Llegamos al club y me pude escapar media hora al driving range. Ni loco daba para jugar, pero por lo menos fue un breve escape. Traté de concentrarme para que las cincuenta pelotitas fueran cincuenta tiros de golf, buscando un buen vuelo, el aire, el cielo. Camino de vuelta al arenero me crucé con Mariano, mi profe, que me preguntó si salía a la cancha. “Sólo si vos te encargás de que la patrona no me cambie la cerradura”, le respondí y se rio.

Cada vez que voy al arenero del club me pasa algo raro. Es una cosa muy extraña, porque están todas esas minas con las que me hice la croqueta de chico. Hay llantos y hay risas, hay niños y niñas, mientras escucho el chirriar de las hamacas oxidadas, y siempre me da ganas de buscar el WD-40 para lubricarlas bien. A las hamacas, no a las mamás. Estas mamás me gustaban todas, cuando usaban polleritas escocesas y las tetitas empezaban a salir con timidez y empezaban a usar corpiños que veíamos detrás de camisas celestes traslúcidas. Toda una vida dedicada a cerrar esas piernas que eran largas, flacas, jóvenes. Esas piernas que ahora son un poco más pesadas y que corren detrás de sus niños y niñas. Esas piernas que se mantenían siempre cerradas para nosotros, esos culos gloriosos sentados en los bancos de madera de la Catedral de San Isidro. El santo patrono de las minitas que no garchan. Que no garchan pero paren.
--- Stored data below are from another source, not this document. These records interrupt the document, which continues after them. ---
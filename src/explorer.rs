use std::sync::Arc;

use crate::catalog::{Artifact, Catalog};
use crate::cluster::{ClusterStateController, TargetMapping};
use crate::facet::{FacetError, FacetFilterEngine, FacetKey, FilterState};
use crate::layout::SpatialLayout;
use crate::wizard::{Advance, WizardOptions, WizardProgression, WizardView};

#[derive(Clone, Copy, Debug, PartialEq)]
pub struct ExplorerSummary {
    pub total: usize,
    pub matching: usize,
    pub gathered: usize,
    pub active_facets: usize,
    pub progress: f32,
}

/// Every mutating call republishes the target mapping before it returns.
#[derive(Debug)]
pub struct Explorer {
    catalog: Arc<Catalog>,
    engine: FacetFilterEngine,
    wizard: WizardProgression,
    controller: ClusterStateController,
    targets: Arc<TargetMapping>,
}

impl Explorer {
    pub fn new(catalog: Arc<Catalog>, layout: SpatialLayout, options: WizardOptions) -> Self {
        let mut controller = ClusterStateController::new(layout);
        let engine = FacetFilterEngine::new();
        let targets = controller.refresh(&catalog, engine.state());

        Self {
            catalog,
            engine,
            wizard: WizardProgression::new(options),
            controller,
            targets,
        }
    }

    pub fn catalog(&self) -> &Arc<Catalog> {
        &self.catalog
    }

    pub fn layout(&self) -> &SpatialLayout {
        self.controller.layout()
    }

    pub fn filter_state(&self) -> &FilterState {
        self.engine.state()
    }

    pub fn targets(&self) -> Arc<TargetMapping> {
        Arc::clone(&self.targets)
    }

    pub fn matching(&self) -> Vec<&Artifact> {
        self.engine.matching(&self.catalog)
    }

    pub fn option_counts(&self, key: FacetKey) -> Vec<(&'static str, usize)> {
        FacetFilterEngine::option_counts(&self.catalog, self.engine.state(), key)
    }

    pub fn summary(&self) -> ExplorerSummary {
        ExplorerSummary {
            total: self.catalog.len(),
            matching: self.matching().len(),
            gathered: self.targets.gathered_count(),
            active_facets: self.engine.state().active_count(),
            progress: self.engine.state().progress(),
        }
    }

    pub fn can_generate(&self) -> bool {
        self.engine.state().has_active()
    }

    pub fn set_facet(&mut self, key: FacetKey, value: &str) {
        self.engine.set_facet(key, value);
        self.republish();
    }

    pub fn set_facet_by_name(&mut self, name: &str, value: &str) -> Result<(), FacetError> {
        self.engine.set_facet_by_name(name, value)?;
        self.republish();
        Ok(())
    }

    pub fn clear_facet(&mut self, key: FacetKey) {
        self.engine.clear_facet(key);
        self.republish();
    }

    pub fn reset_all(&mut self) {
        self.engine.reset_all();
        self.republish();
    }

    pub fn wizard_view(&self) -> WizardView {
        self.wizard.view(&self.engine)
    }

    pub fn wizard_select(&mut self, value: &str) -> bool {
        self.wizard.select(value)
    }

    pub fn wizard_confirm(&mut self) -> bool {
        let accepted = self.wizard.confirm(&mut self.engine);
        if accepted {
            self.republish();
        }
        accepted
    }

    pub fn wizard_next(&mut self) -> Advance {
        self.wizard.next(&self.engine)
    }

    pub fn wizard_prev(&mut self) -> bool {
        self.wizard.prev(&self.engine)
    }

    pub fn wizard_reselect(&mut self) -> bool {
        let cleared = self.wizard.reselect_current(&mut self.engine);
        if cleared {
            self.republish();
        }
        cleared
    }

    pub fn wizard_reset(&mut self) {
        self.wizard.reset(&mut self.engine);
        self.republish();
    }

    fn republish(&mut self) {
        self.targets = self.controller.refresh(&self.catalog, self.engine.state());
    }
}

#[cfg(test)]
mod tests {
    use super::*;

    fn explorer() -> Explorer {
        let catalog = Catalog::new(vec![
            Artifact::new("1").with_facet(FacetKey::Shape, "원형"),
            Artifact::new("2").with_facet(FacetKey::Shape, "사각형, 원형"),
            Artifact::new("3").with_facet(FacetKey::Shape, "삼각형"),
        ])
        .expect("unique ids");
        Explorer::new(
            Arc::new(catalog),
            SpatialLayout::default(),
            WizardOptions::default(),
        )
    }

    #[test]
    fn starts_with_a_published_dispersed_mapping() {
        let explorer = explorer();
        let targets = explorer.targets();
        assert_eq!(targets.len(), 3);
        assert_eq!(targets.revision(), 1);
        assert_eq!(targets.gathered_count(), 0);
        assert!(!explorer.can_generate());
    }

    #[test]
    fn every_mutation_republishes() {
        let mut explorer = explorer();
        explorer.set_facet(FacetKey::Shape, "원형");
        assert_eq!(explorer.targets().revision(), 2);
        assert_eq!(explorer.targets().gathered_count(), 2);

        explorer.clear_facet(FacetKey::Shape);
        assert_eq!(explorer.targets().revision(), 3);
        assert_eq!(explorer.targets().gathered_count(), 0);

        explorer.reset_all();
        assert_eq!(explorer.targets().revision(), 4);
    }

    #[test]
    fn rejected_wizard_transitions_do_not_republish() {
        let mut explorer = explorer();
        assert!(!explorer.wizard_confirm());
        assert!(!explorer.wizard_reselect());
        assert_eq!(explorer.wizard_next(), Advance::Rejected);
        assert_eq!(explorer.targets().revision(), 1);
    }

    #[test]
    fn invalid_facet_name_leaves_state_alone() {
        let mut explorer = explorer();
        assert!(explorer.set_facet_by_name("colour", "red").is_err());
        assert_eq!(explorer.targets().revision(), 1);
        assert!(explorer.set_facet_by_name("shape", "삼각형").is_ok());
        assert_eq!(explorer.targets().gathered_ids().collect::<Vec<_>>(), vec!["3"]);
    }

    #[test]
    fn summary_tracks_selection() {
        let mut explorer = explorer();
        explorer.set_facet(FacetKey::Shape, "원형");
        let summary = explorer.summary();
        assert_eq!(summary.total, 3);
        assert_eq!(summary.matching, 2);
        assert_eq!(summary.gathered, 2);
        assert_eq!(summary.active_facets, 1);
        assert_eq!(summary.progress, 0.25);
        assert!(explorer.can_generate());
    }
}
Paren, paren. Paren, chicas, paren a tiempo, les decían. Ojo con dar la mano, porque se pueden embarazar. Paren, paren, les decían ellas colectivamente a los chicos del SIC y del CASI y del San Juan. Ahora los chicos andan, también, corriendo detrás de estos hijos. Porque es domingo, vienen de misa y están en el club. De lunes a viernes andan corriendo a otras chicas por sus oficinas, en los bares del centro, en sus MBA. Esas chicas que son para coger, no como estas, sus mujeres. Estas, coger, cogieron. Parieron una y otra vez, y ahora las tetas les cuelgan. Esas tetitas turgentes que miraban al cielo, a Dios, y que ahora andan tristes, cabizbajas, en el arenero del club, y yo las miro mientras intento que no se me pierdan las hijas: allá está Antonia, colgada como un mono del pasamanos; allá Bernarda, jugando con su autito de plástico violeta.
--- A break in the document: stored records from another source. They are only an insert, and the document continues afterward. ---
use std::collections::HashSet;

use crate::catalog::{Artifact, Catalog};
use crate::util::split_values;

use super::{FacetError, FacetKey, FilterState};

// Conjunctive across facets; an artifact missing an active facet's attribute never matches.
#[derive(Clone, Debug, Default)]
pub struct FacetFilterEngine {
    state: FilterState,
}

impl FacetFilterEngine {
    pub fn new() -> Self {
        Self::default()
    }

    pub fn with_state(state: FilterState) -> Self {
        Self { state }
    }

    pub fn state(&self) -> &FilterState {
        &self.state
    }

    /// Selects `value` for `key`, or clears the facet when `value` is already
    /// selected. Returns the selection now in effect.
    pub fn set_facet(&mut self, key: FacetKey, value: &str) -> Option<&str> {
        if self.state.get(key) == Some(value) {
            self.state.clear(key);
        } else {
            self.state.set(key, value);
        }
        self.state.get(key)
    }

    pub fn set_facet_by_name(
        &mut self,
        name: &str,
        value: &str,
    ) -> Result<Option<&str>, FacetError> {
        let key = name.parse::<FacetKey>()?;
        Ok(self.set_facet(key, value))
    }

    pub fn commit_facet(&mut self, key: FacetKey, value: &str) {
        self.state.set(key, value);
    }

    pub fn clear_facet(&mut self, key: FacetKey) {
        self.state.clear(key);
    }

    pub fn reset_all(&mut self) {
        self.state.clear_all();
    }

    pub fn matches(artifact: &Artifact, state: &FilterState) -> bool {
        state
            .active()
            .all(|(key, expected)| facet_matches(artifact, key, expected))
    }

    pub fn filtered_set<'a>(catalog: &'a Catalog, state: &FilterState) -> Vec<&'a Artifact> {
        catalog
            .iter()
            .filter(|artifact| Self::matches(artifact, state))
            .collect()
    }

    pub fn matching<'a>(&self, catalog: &'a Catalog) -> Vec<&'a Artifact> {
        Self::filtered_set(catalog, &self.state)
    }

    pub fn observed_values(catalog: &Catalog, key: FacetKey) -> Vec<String> {
        let mut seen = HashSet::new();
        let mut values = Vec::new();
        for artifact in catalog {
            for value in artifact.facet_values(key) {
                if seen.insert(value) {
                    values.push(value.to_owned());
                }
            }
        }
        values
    }

    /// For each vocabulary value of `key`, the size of the matching set if that
    /// value were selected for `key` while every other facet stays as-is.
    pub fn option_counts(
        catalog: &Catalog,
        state: &FilterState,
        key: FacetKey,
    ) -> Vec<(&'static str, usize)> {
        let mut others = state.clone();
        others.clear(key);
        let candidates = Self::filtered_set(catalog, &others);

        key.vocabulary()
            .iter()
            .map(|&option| {
                let count = candidates
                    .iter()
                    .filter(|artifact| facet_matches(artifact, key, option))
                    .count();
                (option, count)
            })
            .collect()
    }
}

fn facet_matches(artifact: &Artifact, key: FacetKey, expected: &str) -> bool {
    let Some(raw) = artifact.facet(key) else {
        return false;
    };

    if key.is_multi_valued() && raw.contains(',') {
        split_values(raw).any(|value| value == expected)
    } else {
        raw == expected
    }
}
Elena está en la esquina, hablando con Angie Bernárdez, con Cecilia en brazos. Por favor, que no arregle almorzar con ellos, pensé, y al rato estaba almorzando con Angie Bernárdez al lado, hablándome de su ex compañera del Northlands que va a ser reina de Holanda y qué hijos de puta los periodistas, resentidos, que le tiran mierda. El marido llega para el café porque tuvo tenis. Miguel, el abogado bananón, agarra la palabra y no para. Cuenta el caso de un cliente que se separó y se armó una casa de puta madre para la soltería; los cuartos de sus hijos adolescentes en un edificio aparte, y para él un bloque de doscientos metros cuadrados con todo: música, cine, mesa de pool. “El tipo se arma todo para la joda, me dice, ¿y sabés qué le pasa? Primero, se engancha con una mina. Al tiempo se entera de que la mina estaba avanzada en el trámite para adoptar un pibe, porque no podía tener hijos, y le terminan dando una chaqueña de cinco años.”
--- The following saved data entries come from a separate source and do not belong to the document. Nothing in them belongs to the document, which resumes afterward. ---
use std::path::PathBuf;
use std::sync::Arc;
use std::sync::mpsc::{self, Receiver, TryRecvError};
use std::thread;

use eframe::egui::{self, Context, Pos2};
use facet_sphere::{Catalog, Explorer, SpatialLayout, WizardOptions, load_catalog};

mod motion;
mod render_utils;
mod scene;
mod ui;

use motion::Motion;

pub struct FacetSphereApp {
    catalog_path: PathBuf,
    layout: SpatialLayout,
    wizard_options: WizardOptions,
    state: AppState,
    reload_rx: Option<Receiver<Result<Catalog, String>>>,
}

enum AppState {
    Loading {
        rx: Receiver<Result<Catalog, String>>,
    },
    Ready(Box<ViewModel>),
    Error(String),
}

struct ViewModel {
    explorer: Explorer,
    motion: Motion,
    camera: Camera,
    hovered: Option<String>,
    selected: Option<String>,
    auto_rotate: bool,
    show_shell: bool,
    show_labels: bool,
    view_scratch: ViewScratch,
}

#[derive(Clone, Copy, Debug, PartialEq)]
struct Camera {
    yaw: f32,
    pitch: f32,
    zoom: f32,
}

impl Default for Camera {
    fn default() -> Self {
        Self {
            yaw: 0.6,
            pitch: 0.35,
            zoom: 1.0,
        }
    }
}

#[derive(Clone, Copy, Debug)]
struct ScreenPoint {
    position: Pos2,
    radius: f32,
    depth: f32,
}

#[derive(Default)]
struct ViewScratch {
    screen_points: Vec<Option<ScreenPoint>>,
    draw_order: Vec<usize>,
}

impl FacetSphereApp {
    pub fn new(
        _cc: &eframe::CreationContext<'_>,
        catalog_path: PathBuf,
        layout: SpatialLayout,
        wizard_options: WizardOptions,
    ) -> Self {
        let state = Self::start_load(catalog_path.clone());
        Self {
            catalog_path,
            layout,
            wizard_options,
            state,
            reload_rx: None,
        }
    }

    fn spawn_load(catalog_path: PathBuf) -> Receiver<Result<Catalog, String>> {
        let (tx, rx) = mpsc::channel();

        thread::spawn(move || {
            let result = load_catalog(&catalog_path).map_err(|error| {
                log::error!("{error:#}");
                format!("{error:#}")
            });
            let _ = tx.send(result);
        });

        rx
    }

    fn start_load(catalog_path: PathBuf) -> AppState {
        AppState::Loading {
            rx: Self::spawn_load(catalog_path),
        }
    }

    fn ready(&self, catalog: Catalog) -> AppState {
        AppState::Ready(Box::new(ViewModel::new(
            catalog,
            self.layout,
            self.wizard_options,
        )))
    }
}

impl eframe::App for FacetSphereApp {
    fn update(&mut self, ctx: &Context, _frame: &mut eframe::Frame) {
        let mut transition = None;
        let mut loaded = None;

        match &mut self.state {
            AppState::Loading { rx } => {
                match rx.try_recv() {
                    Ok(result) => loaded = Some(result),
                    Err(TryRecvError::Empty) => ctx.request_repaint(),
                    Err(TryRecvError::Disconnected) => {
                        transition =
                            Some(AppState::Error("Background load worker disconnected".to_owned()));
                    }
                }

                egui::CentralPanel::default().show(ctx, |ui| {
                    ui.vertical_centered(|ui| {
                        ui.add_space(120.0);
                        ui.heading("Loading artifact catalog...");
                        ui.add_space(8.0);
                        ui.spinner();
                    });
                });
            }
            AppState::Error(error) => {
                let catalog_path = self.catalog_path.display().to_string();
                egui::CentralPanel::default().show(ctx, |ui| {
                    ui.heading("Failed to load artifact catalog");
                    ui.add_space(6.0);
                    ui.label(format!("catalog: {catalog_path}"));
                    ui.label(error.as_str());
                    ui.add_space(10.0);
                    if ui.button("Retry").clicked() {
                        transition = Some(Self::start_load(self.catalog_path.clone()));
                    }
                });
            }
            AppState::Ready(model) => {
                let mut reload_requested = false;
                let is_reloading = self.reload_rx.is_some();
                model.show(
                    ctx,
                    &self.catalog_path,
                    &mut reload_requested,
                    is_reloading,
                );

                if reload_requested && self.reload_rx.is_none() {
                    self.reload_rx = Some(Self::spawn_load(self.catalog_path.clone()));
                }

                if let Some(rx) = self.reload_rx.take() {
                    match rx.try_recv() {
                        Ok(result) => loaded = Some(result),
                        Err(TryRecvError::Empty) => {
                            self.reload_rx = Some(rx);
                            ctx.request_repaint();
                        }
                        Err(TryRecvError::Disconnected) => {
                            transition = Some(AppState::Error(
                                "Background load worker disconnected".to_owned(),
                            ));
                        }
                    }
                }
            }
        }

        if let Some(result) = loaded {
            transition = Some(match result {
                Ok(catalog) => self.ready(catalog),
                Err(error) => AppState::Error(error),
            });
        }

        if let Some(next_state) = transition {
            self.reload_rx = None;
            self.state = next_state;
        }
    }
}

impl ViewModel {
    fn new(catalog: Catalog, layout: SpatialLayout, wizard_options: WizardOptions) -> Self {
        let explorer = Explorer::new(Arc::new(catalog), layout, wizard_options);
        let motion = Motion::new(&explorer.targets());

        Self {
            explorer,
            motion,
            camera: Camera::default(),
            hovered: None,
            selected: None,
            auto_rotate: true,
            show_shell: true,
            show_labels: true,
            view_scratch: ViewScratch::default(),
        }
    }
}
—Me estás jodiendo —dije, mientras miraba a Angie, con su risa impostada, porque ya había escuchado a Miguel contar este mismo cuento cien veces.

—No, no, pará. Eso no es nada. La chaqueña, todo bien, no es que hay que cambiar pañales, y además estaba bastante enganchado con la mina. Se van a Punta del Este en enero, todo el mes, porque el chabón está forrado. Y en el viaje de vuelta la mina se la pasa vomitando en el Buquebús…

—No me digas: ¿se muere la mina y se queda con la chaqueña? —dice Elena, siempre imaginando telenovelas.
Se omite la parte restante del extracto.